Generalization vocabulary • An entity “supertype” is an entity whose instances have attributes that are common to one or more entity “subtypes”. • Attributes that are shared by all entities (including the identifier) are associated with the supertype. • An entity “subtype” is an entity whose instances inherit some common attributes from an entity supertype. An entity “subtype” adds other attributes to those inherited from the supertype. • A subgrouping of the entities in an entity type which has attributes that are distinct from those in other subgroupings. • Generalization allows an analyst to understand more fully the relationships between entities.

What are the generalization constraints? • Constraints are limitations depicted on a data model. • The most common types of constraints are: • Completeness. Addresses the question of whether an instance of a supertype must also be a member of at least one subtype. • Result is either required or not required. • Specified on the ERD with the letter “C” under the arrow pointing to the supertype. • Disjointness. Addresses the question of whether an instance of a supertype may simultaneously be a member of two or more subtypes. • Result is specified as disjoint or overlap. • Specified on the ERD with the letter “D” under the arrow pointing to the supertype.

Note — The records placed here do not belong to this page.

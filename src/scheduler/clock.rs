// src/scheduler/clock.rs
use async_trait::async_trait;
use std::time::Duration;

/// Source of the pause between iterations.
#[async_trait]
pub trait Clock: Send + Sync {
    async fn sleep(&self, duration: Duration);
}

#[derive(Debug, Clone, Copy, Default)]
pub struct TokioClock;

#[async_trait]
impl Clock for TokioClock {
    async fn sleep(&self, duration: Duration) {
        tokio::time::sleep(duration).await;
    }
}
// src/config/mod.rs
mod models;

pub use models::*;

use std::path::{Path, PathBuf};
use tracing::debug;

/// Environment variables the monitor understands.
const KNOWN_VARS: [&str; 5] = [
    "API_URL",
    "TELEGRAM_BOT",
    "TELEGRAM_CHAT",
    "HEALTH_CHECK_MODE",
    "CHECK_TIMEOUT_SECS",
];

pub const DEFAULT_ENV_FILE: &str = ".env";

/// Builds a [`MonitorConfig`] from an env file layered under the process
/// environment.
#[derive(Debug, Clone)]
pub struct ConfigLoader {
    env_file: PathBuf,
    env_file_required: bool,
}

impl Default for ConfigLoader {
    fn default() -> Self {
        Self::new()
    }
}

impl ConfigLoader {
    pub fn new() -> Self {
        Self {
            env_file: PathBuf::from(DEFAULT_ENV_FILE),
            env_file_required: false,
        }
    }

    pub fn with_env_file<P: AsRef<Path>>(mut self, path: P) -> Self {
        self.env_file = path.as_ref().to_path_buf();
        self
    }

    /// Fail the load when the env file does not exist.
    pub fn require_env_file(mut self) -> Self {
        self.env_file_required = true;
        self
    }

    /// Load from the env file and the current process environment.
    pub fn load(&self) -> Result<MonitorConfig, ConfigError> {
        self.load_from(std::env::vars())
    }

    /// Load from the env file and an explicit set of process variables.
    /// Process variables win over env file entries.
    pub fn load_from<I>(&self, vars: I) -> Result<MonitorConfig, ConfigError>
    where
        I: IntoIterator<Item = (String, String)>,
    {
        let mut builder = ::config::Config::builder();

        for (key, value) in self.read_env_file()? {
            builder = builder.set_default(key, value)?;
        }

        for (key, value) in vars {
            if let Some(key) = settings_key(&key) {
                builder = builder.set_override(key, value)?;
            }
        }

        let raw: RawSettings = builder.build()?.try_deserialize()?;
        raw.validate()
    }

    fn read_env_file(&self) -> Result<Vec<(String, String)>, ConfigError> {
        let path = &self.env_file;
        let shown = path.display().to_string();

        if !self.env_file_required && !path.exists() {
            debug!("No env file at {}, using process environment only", shown);
            return Ok(Vec::new());
        }

        let iter = dotenvy::from_path_iter(path).map_err(|source| ConfigError::EnvFile {
            path: shown.clone(),
            source,
        })?;

        let mut entries = Vec::new();
        for item in iter {
            let (key, value) = item.map_err(|source| ConfigError::EnvFile {
                path: shown.clone(),
                source,
            })?;
            if let Some(key) = settings_key(&key) {
                entries.push((key, value));
            }
        }

        debug!("Loaded {} known entries from {}", entries.len(), shown);
        Ok(entries)
    }
}

/// Map an environment variable name to its settings key, ignoring anything
/// the monitor does not read.
fn settings_key(var: &str) -> Option<String> {
    KNOWN_VARS
        .iter()
        .find(|known| **known == var)
        .map(|known| known.to_ascii_lowercase())
}
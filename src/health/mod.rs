// src/health/mod.rs
mod checker;
mod classifier;
mod status;

pub use checker::HealthChecker;
pub use classifier::{HealthPayload, PayloadClassifier, ResponseClassifier, StatusClassifier};
pub use status::{CheckFailure, FailureKind, HealthOutcome};
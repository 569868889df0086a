// src/main.rs
use anyhow::{Context, Result};
use tracing::info;

use uptime_monitor::{
    config::ConfigLoader,
    health::HealthChecker,
    notify::TelegramNotifier,
    scheduler::Scheduler,
};

#[tokio::main]
async fn main() -> Result<()> {
    // Initialize tracing
    tracing_subscriber::fmt()
        .with_env_filter(
            tracing_subscriber::EnvFilter::from_default_env()
                .add_directive("uptime_monitor=info".parse()?)
                .add_directive("reqwest=warn".parse()?),
        )
        .init();

    // Load configuration; any failure here ends the process before polling starts
    let config = ConfigLoader::new()
        .load()
        .context("Failed to load monitor configuration")?;

    info!(
        "Loaded configuration: target {}, mode {}, timeout {:?}",
        config.api_url,
        config.mode,
        config.check_timeout()
    );

    let checker = HealthChecker::new(&config).context("Failed to create HTTP client")?;
    let notifier = TelegramNotifier::from_config(&config);

    Scheduler::new(checker, notifier, config.interval())
        .run()
        .await;

    Ok(())
}
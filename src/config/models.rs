// src/config/models.rs
use crate::health::{PayloadClassifier, ResponseClassifier, StatusClassifier};
use serde::Deserialize;
use std::fmt;
use std::str::FromStr;
use std::sync::Arc;
use std::time::Duration;

#[derive(Debug, thiserror::Error)]
pub enum ConfigError {
    #[error("Failed to load env file {path}: {source}")]
    EnvFile {
        path: String,
        #[source]
        source: dotenvy::Error,
    },

    #[error("Required environment variable {0} is missing or empty")]
    Missing(&'static str),

    #[error("Invalid value {value:?} for {var}: {reason}")]
    Invalid {
        var: &'static str,
        value: String,
        reason: String,
    },

    #[error("Failed to assemble configuration: {0}")]
    Source(#[from] ::config::ConfigError),
}

/// How a 200 response is judged.
#[derive(Debug, Clone, Copy, PartialEq, Eq, Default)]
pub enum CheckMode {
    /// Status code only.
    #[default]
    Status,
    /// Status code plus a `{"status": "OK", "message": ...}` body.
    Payload,
}

impl CheckMode {
    /// Fixed pause between checks. Not configurable from the environment.
    pub fn interval(&self) -> Duration {
        match self {
            CheckMode::Status => Duration::from_secs(5 * 60),
            CheckMode::Payload => Duration::from_secs(60),
        }
    }

    pub fn classifier(&self) -> Arc<dyn ResponseClassifier> {
        match self {
            CheckMode::Status => Arc::new(StatusClassifier),
            CheckMode::Payload => Arc::new(PayloadClassifier),
        }
    }
}

impl FromStr for CheckMode {
    type Err = String;

    fn from_str(s: &str) -> Result<Self, Self::Err> {
        match s.trim().to_ascii_lowercase().as_str() {
            "status" => Ok(CheckMode::Status),
            "payload" => Ok(CheckMode::Payload),
            other => Err(format!("expected `status` or `payload`, got `{}`", other)),
        }
    }
}

impl fmt::Display for CheckMode {
    fn fmt(&self, f: &mut fmt::Formatter<'_>) -> fmt::Result {
        match self {
            CheckMode::Status => write!(f, "status"),
            CheckMode::Payload => write!(f, "payload"),
        }
    }
}

/// Immutable monitor configuration, built once at startup.
#[derive(Clone)]
pub struct MonitorConfig {
    pub api_url: String,
    pub telegram_bot: String,
    pub telegram_chat: String,
    pub mode: CheckMode,
    pub check_timeout_secs: Option<u64>,
}

impl MonitorConfig {
    pub fn interval(&self) -> Duration {
        self.mode.interval()
    }

    pub fn check_timeout(&self) -> Option<Duration> {
        self.check_timeout_secs.map(Duration::from_secs)
    }
}

// The bot token is a credential; keep it out of debug output.
impl fmt::Debug for MonitorConfig {
    fn fmt(&self, f: &mut fmt::Formatter<'_>) -> fmt::Result {
        f.debug_struct("MonitorConfig")
            .field("api_url", &self.api_url)
            .field("telegram_bot", &"<redacted>")
            .field("telegram_chat", &self.telegram_chat)
            .field("mode", &self.mode)
            .field("check_timeout_secs", &self.check_timeout_secs)
            .finish()
    }
}

/// Raw values as they come out of the layered sources, before validation.
#[derive(Debug, Default, Deserialize)]
pub(crate) struct RawSettings {
    pub api_url: Option<String>,
    pub telegram_bot: Option<String>,
    pub telegram_chat: Option<String>,
    pub health_check_mode: Option<String>,
    pub check_timeout_secs: Option<String>,
}

impl RawSettings {
    pub(crate) fn validate(self) -> Result<MonitorConfig, ConfigError> {
        let api_url = required("API_URL", self.api_url)?;
        let telegram_bot = required("TELEGRAM_BOT", self.telegram_bot)?;
        let telegram_chat = required("TELEGRAM_CHAT", self.telegram_chat)?;

        let mode = match non_blank(self.health_check_mode) {
            Some(value) => value.parse().map_err(|reason| ConfigError::Invalid {
                var: "HEALTH_CHECK_MODE",
                value,
                reason,
            })?,
            None => CheckMode::default(),
        };

        let check_timeout_secs = match non_blank(self.check_timeout_secs) {
            Some(value) => Some(parse_timeout(value)?),
            None => None,
        };

        Ok(MonitorConfig {
            api_url,
            telegram_bot,
            telegram_chat,
            mode,
            check_timeout_secs,
        })
    }
}

fn non_blank(value: Option<String>) -> Option<String> {
    value.filter(|v| !v.trim().is_empty())
}

fn required(var: &'static str, value: Option<String>) -> Result<String, ConfigError> {
    non_blank(value).ok_or(ConfigError::Missing(var))
}

fn parse_timeout(value: String) -> Result<u64, ConfigError> {
    let parsed = value.trim().parse::<u64>();
    let reason = match parsed {
        Ok(0) => "timeout must be at least one second".to_string(),
        Ok(secs) => return Ok(secs),
        Err(e) => e.to_string(),
    };

    Err(ConfigError::Invalid {
        var: "CHECK_TIMEOUT_SECS",
        value,
        reason,
    })
}
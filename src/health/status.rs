// src/health/status.rs
use reqwest::StatusCode;
use std::fmt;

#[derive(Debug, Clone, Copy, PartialEq, Eq)]
pub enum FailureKind {
    Unreachable,
    BadStatus,
    MalformedPayload,
    UnhealthyPayload,
}

impl fmt::Display for FailureKind {
    fn fmt(&self, f: &mut fmt::Formatter<'_>) -> fmt::Result {
        let name = match self {
            FailureKind::Unreachable => "unreachable",
            FailureKind::BadStatus => "bad status",
            FailureKind::MalformedPayload => "malformed payload",
            FailureKind::UnhealthyPayload => "unhealthy payload",
        };
        f.write_str(name)
    }
}

/// Why a single check did not pass.
#[derive(Debug, Clone, PartialEq, thiserror::Error)]
pub enum CheckFailure {
    #[error("Failed to reach API: {0}")]
    Unreachable(String),

    #[error("API Error: {status}, Response: {body}")]
    BadStatus { status: StatusCode, body: String },

    #[error("Malformed health payload: {0}")]
    MalformedPayload(String),

    #[error("API reported status {status:?}: {message}")]
    UnhealthyPayload { status: String, message: String },
}

impl CheckFailure {
    pub fn kind(&self) -> FailureKind {
        match self {
            CheckFailure::Unreachable(_) => FailureKind::Unreachable,
            CheckFailure::BadStatus { .. } => FailureKind::BadStatus,
            CheckFailure::MalformedPayload(_) => FailureKind::MalformedPayload,
            CheckFailure::UnhealthyPayload { .. } => FailureKind::UnhealthyPayload,
        }
    }
}

#[derive(Debug, Clone, PartialEq)]
pub enum HealthOutcome {
    Healthy,
    Failed(CheckFailure),
}

impl HealthOutcome {
    pub fn is_healthy(&self) -> bool {
        matches!(self, HealthOutcome::Healthy)
    }

    pub fn failure(&self) -> Option<&CheckFailure> {
        match self {
            HealthOutcome::Healthy => None,
            HealthOutcome::Failed(failure) => Some(failure),
        }
    }
}

impl From<Result<(), CheckFailure>> for HealthOutcome {
    fn from(result: Result<(), CheckFailure>) -> Self {
        match result {
            Ok(()) => HealthOutcome::Healthy,
            Err(failure) => HealthOutcome::Failed(failure),
        }
    }
}
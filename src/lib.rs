// src/lib.rs
pub mod config;
pub mod health;
pub mod notify;
pub mod scheduler;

Database Normalization • What will you know about database normalization? • Define normalization. • Know the vocabulary of normalization. • Understand the process of normalization. • What will you be able to do? • Be able to identify the characteristics of each normal form. • Be able to tell whether or not a data model is in third normal form. • Possibly be able to use normalization to assist you in the design of a database.

Review of database design goals • Protect the integrity of the data. • Reduce data redundancy. • Prevent data anomalies. • Provide for change. • Prevent inflexible data structures. • Anticipate changes. • Provide complete data for decision making.

What are data anomalies? • An anomaly is a potential error or inconsistency in the data. • Data anomalies are most frequently caused by the implementation of M:N relationships. • A M:N relationship can be implemented through a “false” 1:M relationship.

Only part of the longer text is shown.